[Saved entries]

__________

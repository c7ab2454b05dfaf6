//! Usage analysis of array-typed stack allocations: size provenance,
//! user-controlled sizes, and recursion context.

use crate::filter::FunctionFilter;
use crate::int_ranges::{self, IntRanges};
use crate::value_utils::{as_alloca, const_from_value, derive_alloca_name, strip_pointer_casts};
use rustc_hash::FxHashSet;
use stackscan_ir::{FuncId, Function, Inst, InstData, Module, Operand};

#[derive(Clone, Debug)]
pub struct AllocaUsageIssue {
    pub func: FuncId,
    pub func_name: String,
    pub var_name: String,
    pub inst: Inst,
    pub size_is_const: bool,
    pub size_bytes: u64,
    pub has_upper_bound: bool,
    pub upper_bound_bytes: u64,
    pub user_controlled: bool,
    pub is_recursive: bool,
    pub is_infinite_recursive: bool,
}

/// Bounded recursive walk deciding whether a value's data-flow
/// predecessors include external input: a function argument, a load of
/// non-local memory, or a call result.
fn is_user_controlled(
    func: &Function,
    op: &Operand,
    visited: &mut FxHashSet<Operand>,
    depth: u32,
) -> bool {
    if depth > 20 {
        return false;
    }
    if !visited.insert(op.clone()) {
        return false;
    }

    match op {
        Operand::Const(_) | Operand::Global(_) | Operand::Func(_) | Operand::Metadata(_) => false,
        Operand::Value(v) => {
            if func.value_param_index(*v).is_some() {
                return true;
            }
            let Some(def) = func.value_inst(*v) else {
                return false;
            };
            match &func.insts[def] {
                InstData::Load { ptr, .. } => {
                    let base = strip_pointer_casts(func, ptr);
                    if let Some(pv) = base.as_value() {
                        if func.value_param_index(pv).is_some() {
                            return true;
                        }
                    }
                    let Some(slot) = as_alloca(func, &base) else {
                        // Non-local memory: global, heap, or unknown.
                        return true;
                    };
                    let slot_val = func.inst_result(slot);
                    for (_, inst) in func.insts_in_order() {
                        if let InstData::Store { value, ptr: dst } = &func.insts[inst] {
                            if strip_pointer_casts(func, dst).as_value() != slot_val {
                                continue;
                            }
                            if is_user_controlled(func, value, visited, depth + 1) {
                                return true;
                            }
                        }
                    }
                    false
                }
                InstData::Call { .. } | InstData::Invoke { .. } => true,
                data => {
                    let operands = data.operands();
                    operands
                        .into_iter()
                        .any(|operand| is_user_controlled(func, operand, visited, depth + 1))
                }
            }
        }
    }
}

fn is_array_allocation(count: &Operand) -> bool {
    count.const_zext() != Some(1)
}

fn upper_bound_bytes(
    func: &Function,
    ranges: &IntRanges,
    count: &Operand,
    elem_size: u64,
) -> Option<u64> {
    let range = ranges.get(count).or_else(|| {
        let v = count.as_value()?;
        let def = func.value_inst(v)?;
        match &func.insts[def] {
            InstData::Load { ptr, .. } => ranges.get(ptr),
            _ => None,
        }
    })?;
    match range.upper {
        Some(upper) if upper > 0 => Some(upper as u64 * elem_size),
        _ => None,
    }
}

fn analyze_function(
    module: &Module,
    func_id: FuncId,
    is_recursive: bool,
    is_infinite: bool,
    out: &mut Vec<AllocaUsageIssue>,
) {
    let func = &module.functions[func_id];
    let ranges = int_ranges::compute(func);

    for (_, inst) in func.insts_in_order() {
        let InstData::Alloca {
            allocated_ty,
            count,
            ..
        } = &func.insts[inst]
        else {
            continue;
        };
        // Only `alloca T, <n>` forms: fixed single-object slots are the
        // stack-buffer analyzer's business.
        if !is_array_allocation(count) {
            continue;
        }

        let elem_size = module.data_layout.alloc_size(&module.types, *allocated_ty);
        let mut visited = FxHashSet::default();

        let mut issue = AllocaUsageIssue {
            func: func_id,
            func_name: func.name.clone(),
            var_name: derive_alloca_name(module, func, inst),
            inst,
            size_is_const: false,
            size_bytes: 0,
            has_upper_bound: false,
            upper_bound_bytes: 0,
            user_controlled: is_user_controlled(func, count, &mut visited, 0),
            is_recursive,
            is_infinite_recursive: is_infinite,
        };

        if let Some(c) = count.const_zext() {
            issue.size_is_const = true;
            issue.size_bytes = c * elem_size;
        } else if let Some(c) = const_from_value(func, count) {
            issue.size_is_const = true;
            issue.size_bytes = c * elem_size;
        } else if let Some(upper) = upper_bound_bytes(func, &ranges, count, elem_size) {
            issue.has_upper_bound = true;
            issue.upper_bound_bytes = upper;
        }

        out.push(issue);
    }
}

pub fn analyze(
    module: &Module,
    recursive: &FxHashSet<FuncId>,
    infinite: &FxHashSet<FuncId>,
    filter: &FunctionFilter,
) -> Vec<AllocaUsageIssue> {
    let mut out = Vec::new();
    for func_id in module.defined_functions() {
        if !filter.should_analyze(module, func_id) {
            continue;
        }
        analyze_function(
            module,
            func_id,
            recursive.contains(&func_id),
            infinite.contains(&func_id),
            &mut out,
        );
    }
    out
}

#[cfg(test)]
mod tests {
    use super::*;
    use crate::result::AnalysisConfig;
    use stackscan_reader::parse_module;

    fn run(text: &str) -> (Module, Vec<AllocaUsageIssue>) {
        let module = parse_module(text).unwrap();
        let config = AnalysisConfig::default();
        let filter = FunctionFilter::new(&module, &config);
        let issues = analyze(
            &module,
            &FxHashSet::default(),
            &FxHashSet::default(),
            &filter,
        );
        (module, issues)
    }

    #[test]
    fn user_controlled_from_argument() {
        let text = r#"
define void @f(i64 noundef %n) {
entry:
  %n.addr = alloca i64, align 8
  store i64 %n, ptr %n.addr, align 8
  %sz = load i64, ptr %n.addr, align 8
  %buf = alloca i8, i64 %sz, align 1
  ret void
}
"#;
        let (_, issues) = run(text);
        assert_eq!(issues.len(), 1);
        let issue = &issues[0];
        assert!(issue.user_controlled);
        assert!(!issue.size_is_const);
        assert_eq!(issue.var_name, "buf");
    }

    #[test]
    fn constant_through_slot_is_not_user_controlled() {
        let text = r#"
define void @f() {
entry:
  %n = alloca i64, align 8
  store i64 8, ptr %n, align 8
  %sz = load i64, ptr %n, align 8
  %buf = alloca i8, i64 %sz, align 1
  ret void
}
"#;
        let (_, issues) = run(text);
        assert_eq!(issues.len(), 1);
        let issue = &issues[0];
        assert!(!issue.user_controlled);
        assert!(issue.size_is_const);
        assert_eq!(issue.size_bytes, 8);
    }

    #[test]
    fn range_gives_upper_bound() {
        let text = r#"
define void @f() {
entry:
  %n = alloca i64, align 8
  %sz = load i64, ptr %n, align 8
  %cmp = icmp slt i64 %sz, 32
  %buf = alloca i8, i64 %sz, align 1
  ret void
}
"#;
        let (_, issues) = run(text);
        assert_eq!(issues.len(), 1);
        let issue = &issues[0];
        assert!(!issue.size_is_const);
        assert!(issue.has_upper_bound);
        assert_eq!(issue.upper_bound_bytes, 31);
    }

    #[test]
    fn call_result_is_user_controlled() {
        let text = r#"
declare i64 @outside()

define void @f() {
entry:
  %sz = call i64 @outside()
  %buf = alloca i8, i64 %sz, align 1
  ret void
}
"#;
        let (_, issues) = run(text);
        assert_eq!(issues.len(), 1);
        assert!(issues[0].user_controlled);
    }
}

__________

■ Exercise details
Nothing may be dropped or altered; repeat every record in full.

■ Reply to the task
repository c7ab2454b05dfaf6
//! Usage analysis of array-typed stack allocations: size provenance,
//! user-controlled sizes, and recursion context.

use crate::filter::FunctionFilter;
use crate::int_ranges::{self, IntRanges};
use crate::value_utils::{as_alloca, const_from_value, derive_alloca_name, strip_pointer_casts};
use rustc_hash::FxHashSet;
use stackscan_ir::{FuncId, Function, Inst, InstData, Module, Operand};

#[derive(Clone, Debug)]
pub struct AllocaUsageIssue {
    pub func: FuncId,
    pub func_name: String,
    pub var_name: String,
    pub inst: Inst,
    pub size_is_const: bool,
    pub size_bytes: u64,
    pub has_upper_bound: bool,
    pub upper_bound_bytes: u64,
    pub user_controlled: bool,
    pub is_recursive: bool,
    pub is_infinite_recursive: bool,
}

/// Bounded recursive walk deciding whether a value's data-flow
/// predecessors include external input: a function argument, a load of
/// non-local memory, or a call result.
fn is_user_controlled(
    func: &Function,
    op: &Operand,
    visited: &mut FxHashSet<Operand>,
    depth: u32,
) -> bool {
    if depth > 20 {
        return false;
    }
    if !visited.insert(op.clone()) {
        return false;
    }

    match op {
        Operand::Const(_) | Operand::Global(_) | Operand::Func(_) | Operand::Metadata(_) => false,
        Operand::Value(v) => {
            if func.value_param_index(*v).is_some() {
                return true;
            }
            let Some(def) = func.value_inst(*v) else {
                return false;
            };
            match &func.insts[def] {
                InstData::Load { ptr, .. } => {
                    let base = strip_pointer_casts(func, ptr);
                    if let Some(pv) = base.as_value() {
                        if func.value_param_index(pv).is_some() {
                            return true;
                        }
                    }
                    let Some(slot) = as_alloca(func, &base) else {
                        // Non-local memory: global, heap, or unknown.
                        return true;
                    };
                    let slot_val = func.inst_result(slot);
                    for (_, inst) in func.insts_in_order() {
                        if let InstData::Store { value, ptr: dst } = &func.insts[inst] {
                            if strip_pointer_casts(func, dst).as_value() != slot_val {
                                continue;
                            }
                            if is_user_controlled(func, value, visited, depth + 1) {
                                return true;
                            }
                        }
                    }
                    false
                }
                InstData::Call { .. } | InstData::Invoke { .. } => true,
                data => {
                    let operands = data.operands();
                    operands
                        .into_iter()
                        .any(|operand| is_user_controlled(func, operand, visited, depth + 1))
                }
            }
        }
    }
}

fn is_array_allocation(count: &Operand) -> bool {
    count.const_zext() != Some(1)
}

fn upper_bound_bytes(
    func: &Function,
    ranges: &IntRanges,
    count: &Operand,
    elem_size: u64,
) -> Option<u64> {
    let range = ranges.get(count).or_else(|| {
        let v = count.as_value()?;
        let def = func.value_inst(v)?;
        match &func.insts[def] {
            InstData::Load { ptr, .. } => ranges.get(ptr),
            _ => None,
        }
    })?;
    match range.upper {
        Some(upper) if upper > 0 => Some(upper as u64 * elem_size),
        _ => None,
    }
}

fn analyze_function(
    module: &Module,
    func_id: FuncId,
    is_recursive: bool,
    is_infinite: bool,
    out: &mut Vec<AllocaUsageIssue>,
) {
    let func = &module.functions[func_id];
    let ranges = int_ranges::compute(func);

    for (_, inst) in func.insts_in_order() {
        let InstData::Alloca {
            allocated_ty,
            count,
            ..
        } = &func.insts[inst]
        else {
            continue;
        };
        // Only `alloca T, <n>` forms: fixed single-object slots are the
        // stack-buffer analyzer's business.
        if !is_array_allocation(count) {
            continue;
        }

        let elem_size = module.data_layout.alloc_size(&module.types, *allocated_ty);
        let mut visited = FxHashSet::default();

        let mut issue = AllocaUsageIssue {
            func: func_id,
            func_name: func.name.clone(),
            var_name: derive_alloca_name(module, func, inst),
            inst,
            size_is_const: false,
            size_bytes: 0,
            has_upper_bound: false,
            upper_bound_bytes: 0,
            user_controlled: is_user_controlled(func, count, &mut visited, 0),
            is_recursive,
            is_infinite_recursive: is_infinite,
        };

        if let Some(c) = count.const_zext() {
            issue.size_is_const = true;
            issue.size_bytes = c * elem_size;
        } else if let Some(c) = const_from_value(func, count) {
            issue.size_is_const = true;
            issue.size_bytes = c * elem_size;
        } else if let Some(upper) = upper_bound_bytes(func, &ranges, count, elem_size) {
            issue.has_upper_bound = true;
            issue.upper_bound_bytes = upper;
        }

        out.push(issue);
    }
}

pub fn analyze(
    module: &Module,
    recursive: &FxHashSet<FuncId>,
    infinite: &FxHashSet<FuncId>,
    filter: &FunctionFilter,
) -> Vec<AllocaUsageIssue> {
    let mut out = Vec::new();
    for func_id in module.defined_functions() {
        if !filter.should_analyze(module, func_id) {
            continue;
        }
        analyze_function(
            module,
            func_id,
            recursive.contains(&func_id),
            infinite.contains(&func_id),
            &mut out,
        );
    }
    out
}

#[cfg(test)]
mod tests {
    use super::*;
    use crate::result::AnalysisConfig;
    use stackscan_reader::parse_module;

    fn run(text: &str) -> (Module, Vec<AllocaUsageIssue>) {
        let module = parse_module(text).unwrap();
        let config = AnalysisConfig::default();
        let filter = FunctionFilter::new(&module, &config);
        let issues = analyze(
            &module,
            &FxHashSet::default(),
            &FxHashSet::default(),
            &filter,
        );
        (module, issues)
    }

    #[test]
    fn user_controlled_from_argument() {
        let text = r#"
define void @f(i64 noundef %n) {
entry:
  %n.addr = alloca i64, align 8
  store i64 %n, ptr %n.addr, align 8
  %sz = load i64, ptr %n.addr, align 8
  %buf = alloca i8, i64 %sz, align 1
  ret void
}
"#;
        let (_, issues) = run(text);
        assert_eq!(issues.len(), 1);
        let issue = &issues[0];
        assert!(issue.user_controlled);
        assert!(!issue.size_is_const);
        assert_eq!(issue.var_name, "buf");
    }

    #[test]
    fn constant_through_slot_is_not_user_controlled() {
        let text = r#"
define void @f() {
entry:
  %n = alloca i64, align 8
  store i64 8, ptr %n, align 8
  %sz = load i64, ptr %n, align 8
  %buf = alloca i8, i64 %sz, align 1
  ret void
}
"#;
        let (_, issues) = run(text);
        assert_eq!(issues.len(), 1);
        let issue = &issues[0];
        assert!(!issue.user_controlled);
        assert!(issue.size_is_const);
        assert_eq!(issue.size_bytes, 8);
    }

    #[test]
    fn range_gives_upper_bound() {
        let text = r#"
define void @f() {
entry:
  %n = alloca i64, align 8
  %sz = load i64, ptr %n, align 8
  %cmp = icmp slt i64 %sz, 32
  %buf = alloca i8, i64 %sz, align 1
  ret void
}
"#;
        let (_, issues) = run(text);
        assert_eq!(issues.len(), 1);
        let issue = &issues[0];
        assert!(!issue.size_is_const);
        assert!(issue.has_upper_bound);
        assert_eq!(issue.upper_bound_bytes, 31);
    }

    #[test]
    fn call_result_is_user_controlled() {
        let text = r#"
declare i64 @outside()

define void @f() {
entry:
  %sz = call i64 @outside()
  %buf = alloca i8, i64 %sz, align 1
  ret void
}
"#;
        let (_, issues) = run(text);
        assert_eq!(issues.len(), 1);
        assert!(issues[0].user_controlled);
    }
}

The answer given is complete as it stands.